Goal of the exercise » Read the data below line by line and copy each one with "usize" in it.

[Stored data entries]
+ + + + + + +

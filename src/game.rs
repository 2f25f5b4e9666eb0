//! Text driver: human vs computer and computer vs computer games.
//!
//! The driver reads coordinates as `row col` lines, hands them to the
//! board, re-prompts on anything the board rejects and asks the evaluator
//! for the computer's moves. Input and output are generic so games can be
//! scripted in tests.
//!
//! ## Example
//!
//! ```
//! use std::io::Cursor;
//! use hex_mc::board::Player;
//! use hex_mc::evaluator::{EvaluatorConfig, MonteCarloEvaluator};
//! use hex_mc::game::Game;
//!
//! let ai = MonteCarloEvaluator::new(EvaluatorConfig::default().with_seed(1));
//! let mut game = Game::new(1, Player::Blue, ai);
//! let mut out = Vec::new();
//! let winner = game.run(&mut Cursor::new("0 0\n"), &mut out).unwrap();
//! assert_eq!(winner, Some(Player::Blue));
//! ```

use std::io::{BufRead, Write};

use anyhow::Result;
use thiserror::Error;
use tracing::info;

use crate::board::{Board, Move, Player};
use crate::constants::{DEFAULT_SIZE, MAX_SIZE, MIN_SIZE};
use crate::evaluator::MonteCarloEvaluator;

/// Rejected user input.
#[derive(Debug, Error, PartialEq, Eq)]
pub enum InputError {
    #[error("expected two numbers \"row col\", got {0:?}")]
    Arity(String),

    #[error("not a valid number: {0:?}")]
    BadNumber(String),

    #[error("board size must be between {min} and {max}, got {0}", min = MIN_SIZE, max = MAX_SIZE)]
    SizeOutOfRange(i64),

    #[error("input ended")]
    Eof,
}

/// Parse a `row col` line. Range is checked by the board itself.
pub fn parse_move(line: &str) -> Result<Move, InputError> {
    let parts: Vec<&str> = line.split_whitespace().collect();
    let [row, col] = parts[..] else {
        return Err(InputError::Arity(line.trim().to_string()));
    };
    let number = |s: &str| {
        s.parse::<usize>()
            .map_err(|_| InputError::BadNumber(s.to_string()))
    };
    Ok(Move::new(number(row)?, number(col)?))
}

pub fn parse_size(line: &str) -> Result<usize, InputError> {
    let s = line.trim();
    let size: i64 = s.parse().map_err(|_| InputError::BadNumber(s.to_string()))?;
    if size < MIN_SIZE as i64 || size > MAX_SIZE as i64 {
        return Err(InputError::SizeOutOfRange(size));
    }
    Ok(size as usize)
}

/// `B`/`b` picks Blue, anything else Red.
pub fn parse_side(line: &str) -> Player {
    match line.trim().chars().next() {
        Some('B' | 'b') => Player::Blue,
        _ => Player::Red,
    }
}

fn read_line(input: &mut impl BufRead) -> Result<String> {
    let mut line = String::new();
    if input.read_line(&mut line)? == 0 {
        return Err(InputError::Eof.into());
    }
    Ok(line)
}

/// Ask for a board size; invalid answers fall back to the default.
pub fn prompt_size(input: &mut impl BufRead, out: &mut impl Write) -> Result<usize> {
    write!(
        out,
        "Enter board size ({MIN_SIZE}-{MAX_SIZE}, default is {DEFAULT_SIZE}): "
    )?;
    out.flush()?;
    let line = read_line(input)?;
    if line.trim().is_empty() {
        return Ok(DEFAULT_SIZE);
    }
    match parse_size(&line) {
        Ok(size) => Ok(size),
        Err(e) => {
            writeln!(out, "{e}, using {DEFAULT_SIZE}.")?;
            Ok(DEFAULT_SIZE)
        }
    }
}

pub fn prompt_side(input: &mut impl BufRead, out: &mut impl Write) -> Result<Player> {
    write!(out, "Choose your side (B for Blue, R for Red): ")?;
    out.flush()?;
    Ok(parse_side(&read_line(input)?))
}

/// A game between a human and the computer. Blue moves first.
pub struct Game {
    board: Board,
    human: Player,
    ai: MonteCarloEvaluator,
}

impl Game {
    pub fn new(size: usize, human: Player, ai: MonteCarloEvaluator) -> Self {
        Self {
            board: Board::new(size),
            human,
            ai,
        }
    }

    pub fn board(&self) -> &Board {
        &self.board
    }

    /// Play until someone connects their edges. Returns the winner, which
    /// is only `None` if the computer ran out of moves on a board with no
    /// winner (impossible under the rules, reported rather than assumed).
    pub fn run(
        &mut self,
        input: &mut impl BufRead,
        out: &mut impl Write,
    ) -> Result<Option<Player>> {
        info!(size = self.board.size(), human = %self.human, "game started");
        writeln!(out, "{}", self.board)?;

        let mut turn = Player::Blue;
        loop {
            let mv = if turn == self.human {
                self.human_move(input, out)?
            } else {
                match self.ai.next_move(&mut self.board, turn) {
                    Some(mv) => {
                        self.board.place(mv.row, mv.col, turn);
                        writeln!(out, "Computer ({turn}) plays {mv}")?;
                        mv
                    }
                    None => {
                        writeln!(out, "Computer has no moves left.")?;
                        let winner = self.board.winner();
                        announce(out, winner)?;
                        return Ok(winner);
                    }
                }
            };

            writeln!(out, "{}", self.board)?;
            if self.board.is_winning_move(mv.row, mv.col, turn) {
                info!(winner = %turn, "game over");
                announce(out, Some(turn))?;
                return Ok(Some(turn));
            }
            turn = turn.opponent();
        }
    }

    fn human_move(&mut self, input: &mut impl BufRead, out: &mut impl Write) -> Result<Move> {
        loop {
            write!(out, "Your move as {} (row col): ", self.human)?;
            out.flush()?;
            let line = read_line(input)?;
            match parse_move(&line) {
                Ok(mv) => {
                    if self.board.place(mv.row, mv.col, self.human) {
                        return Ok(mv);
                    }
                    writeln!(out, "Invalid move {mv}: off the board or taken.")?;
                }
                Err(e) => writeln!(out, "{e}")?,
            }
        }
    }
}

/// Let the evaluator play both sides on an empty `size` board.
pub fn self_play(
    size: usize,
    ai: &mut MonteCarloEvaluator,
    out: &mut impl Write,
) -> Result<Option<Player>> {
    let mut board = Board::new(size);
    let mut turn = Player::Blue;
    info!(size, "self-play started");

    while let Some(eval) = ai.search(&mut board, turn) {
        let mv = eval.best;
        board.place(mv.row, mv.col, turn);
        writeln!(
            out,
            "{turn} plays {mv} (estimated win rate {:.1}%)",
            eval.win_rate * 100.0
        )?;
        writeln!(out, "{board}")?;
        if board.is_winning_move(mv.row, mv.col, turn) {
            announce(out, Some(turn))?;
            return Ok(Some(turn));
        }
        turn = turn.opponent();
    }

    let winner = board.winner();
    announce(out, winner)?;
    Ok(winner)
}

fn announce(out: &mut impl Write, winner: Option<Player>) -> Result<()> {
    match winner {
        Some(p) => writeln!(out, "{p} wins!")?,
        None => writeln!(out, "No winner.")?,
    }
    Ok(())
}
//! Board geometry and engine defaults.
//!
//! The board is an N×N rhombus of hexagonal cells stored row-major.
//! Blue connects column 0 to column N-1, Red connects row 0 to row N-1.

// =============================================================================
// Board Geometry
// =============================================================================

/// Offsets `(d_row, d_col)` to the six neighbors of a hex cell.
///
/// Order: up, up-right, left, right, down-left, down.
pub const HEX_DIRECTIONS: [(isize, isize); 6] = [
    (-1, 0),
    (-1, 1),
    (0, -1),
    (0, 1),
    (1, -1),
    (1, 0),
];

/// Board size used when none is given (the classic 11×11 Hex board).
pub const DEFAULT_SIZE: usize = 11;

/// Smallest accepted board size.
pub const MIN_SIZE: usize = 1;

/// Largest board size the driver accepts. Rollouts are O(N²) per trial per
/// candidate, so anything bigger is impractical with a flat evaluator.
pub const MAX_SIZE: usize = 26;

// =============================================================================
// Monte Carlo Parameters
// =============================================================================

/// Default number of random rollouts per candidate move.
pub const DEFAULT_TRIALS: u32 = 1000;

/// Default wall-clock budget for one `next_move` call, in seconds.
pub const DEFAULT_TIME_SECS: u64 = 120;

// =============================================================================
// Rendering
// =============================================================================

pub const BLUE_CHAR: char = 'B';
pub const RED_CHAR: char = 'R';
pub const EMPTY_CHAR: char = '.';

+ + + + + + +

Finished exercise »
        s.parse::<usize>()
pub fn parse_size(line: &str) -> Result<usize, InputError> {
    Ok(size as usize)
pub fn prompt_size(input: &mut impl BufRead, out: &mut impl Write) -> Result<usize> {
    pub fn new(size: usize, human: Player, ai: MonteCarloEvaluator) -> Self {
    size: usize,
pub const DEFAULT_SIZE: usize = 11;
pub const MIN_SIZE: usize = 1;
pub const MAX_SIZE: usize = 26;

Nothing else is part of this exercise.